Why is soluble fiber important? Because, when you eat it first, at the beginning of your meal, it “pre-conditions” the bowel by forming a kind of thick gel that bulks up in the intestines, giving them something to work with. This will slow down your transit time if you’re prone to diarrhea, or help to move things along if you suffer from constipation.

HOWEVER! You need to be a bit careful about your sources of soluble fiber. I’ve read nutritionists who recommend legumes such as kidney beans, soy beans, chick peas, etc. as a good source of soluble fiber for people with IBS. I find this a bit strange, as we all know that legumes are notorious “fart foods” and are hard to digest even for people who don’t have digestive problems.

Legumes contain a sugar called raffinose. It’s the same sugar that’s in cruciferous vegetables like broccoli and cauliflower, which is why they are hard for IBS people to eat. To be digested, raffinose requires a specific enzyme not made by the human body.

Biochemist Robb Wolf of Paleo fame, says that legumes can damage the intestinal wall just as grains and gluten do. When food molecules get through your intestine and into your bloodstream, your body mounts an attack on them which provokes auto-immune conditions such as allergies, lupus, rheumatoid arthritis, psoriasis, and other health problems. Apparently, legumes also block the absorption of several vitamins and minerals.

Not so good.

I also see yogurt being touted as a good food for IBS because of the supposed probiotic effect. However, Dr. Natasha Campbell-McBride, who developed the GAPS diet and has helped thousands of patients heal from digestive problems, says that store-bought yogurt is not cultured long enough to create the kind of probiotics that actually do anything useful in your gut.

Her recommendation is to make your own yogurt, preferably from organic milk. Fermenting milk into yogurt makes it into a live food (whereas pasteurized milk is a dead food, having been heated to the point where all the enzymes that would help you digest it have been killed.)

One more caveat before we get to the list of best foods for IBS.

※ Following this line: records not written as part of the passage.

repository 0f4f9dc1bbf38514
pub mod cors;
pub mod database;
pub mod jwt;
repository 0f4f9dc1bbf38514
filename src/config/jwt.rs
use std::env;

/// Development-only fallback secret. Used when `JWT_SECRET` is unset so the
/// server can still boot locally; `from_env` warns loudly when it applies.
const INSECURE_DEV_SECRET: &str = "scholartrack-dev-secret-change-in-production";

#[derive(Clone, Debug)]
pub struct JwtConfig {
    pub secret: String,
    pub access_token_expiry: i64,
}

impl JwtConfig {
    pub fn from_env() -> Self {
        let secret = env::var("JWT_SECRET").unwrap_or_else(|_| {
            tracing::warn!(
                "JWT_SECRET is not set; falling back to the built-in development secret. \
                 Do not run production with this configuration."
            );
            INSECURE_DEV_SECRET.to_string()
        });

        Self {
            secret,
            access_token_expiry: env::var("JWT_ACCESS_EXPIRY")
                .ok()
                .and_then(|s| s.parse().ok())
                .unwrap_or(3600), // 1 hour
        }
    }
}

Even though the foods listed below are typically good for people with IBS, some of them might not agree with YOU. If you have food allergies or sensitivities, you need to take that into consideration.

10 of the Best Foods for IBS:

1) Bananas. A standby for many people with IBS.

2) Peeled apples – Caution: if you have trouble with fructose or other sweeteners, apples may not be for you.

3) White rice. Although brown rice is considered nutritionally better than white rice, it contains insoluble fiber which can be a problem for people with diarrhea.

4) Squash and Pumpkin. Organic squash makes a great dessert! Sprinkle it with cinnamon before baking. If you tolerate olive oil, you can rub the flesh of the squash with a bit of oil before sprinkling on the cinnamon.

5) Carrots and Parsnips. Try them boiled until soft then mashed together.

6) Lean Protein. Protein is a vital nutrient. Try skinless chicken, or white fish such as sole. Flavour with herbs such as ground rosemary and marjoram, lemon, a touch of sea salt.

Why does it have to be lean?

The fat attached to protein stimulates the production of a hormone called cholecystokin. This hormone makes the bowel go into contractions, so if you’re prone to diarrhea, that will speed things up even more. If you have constipation, you might be okay, OR this may be a source of abdominal cramps for you. So lean proteins are the safer choice.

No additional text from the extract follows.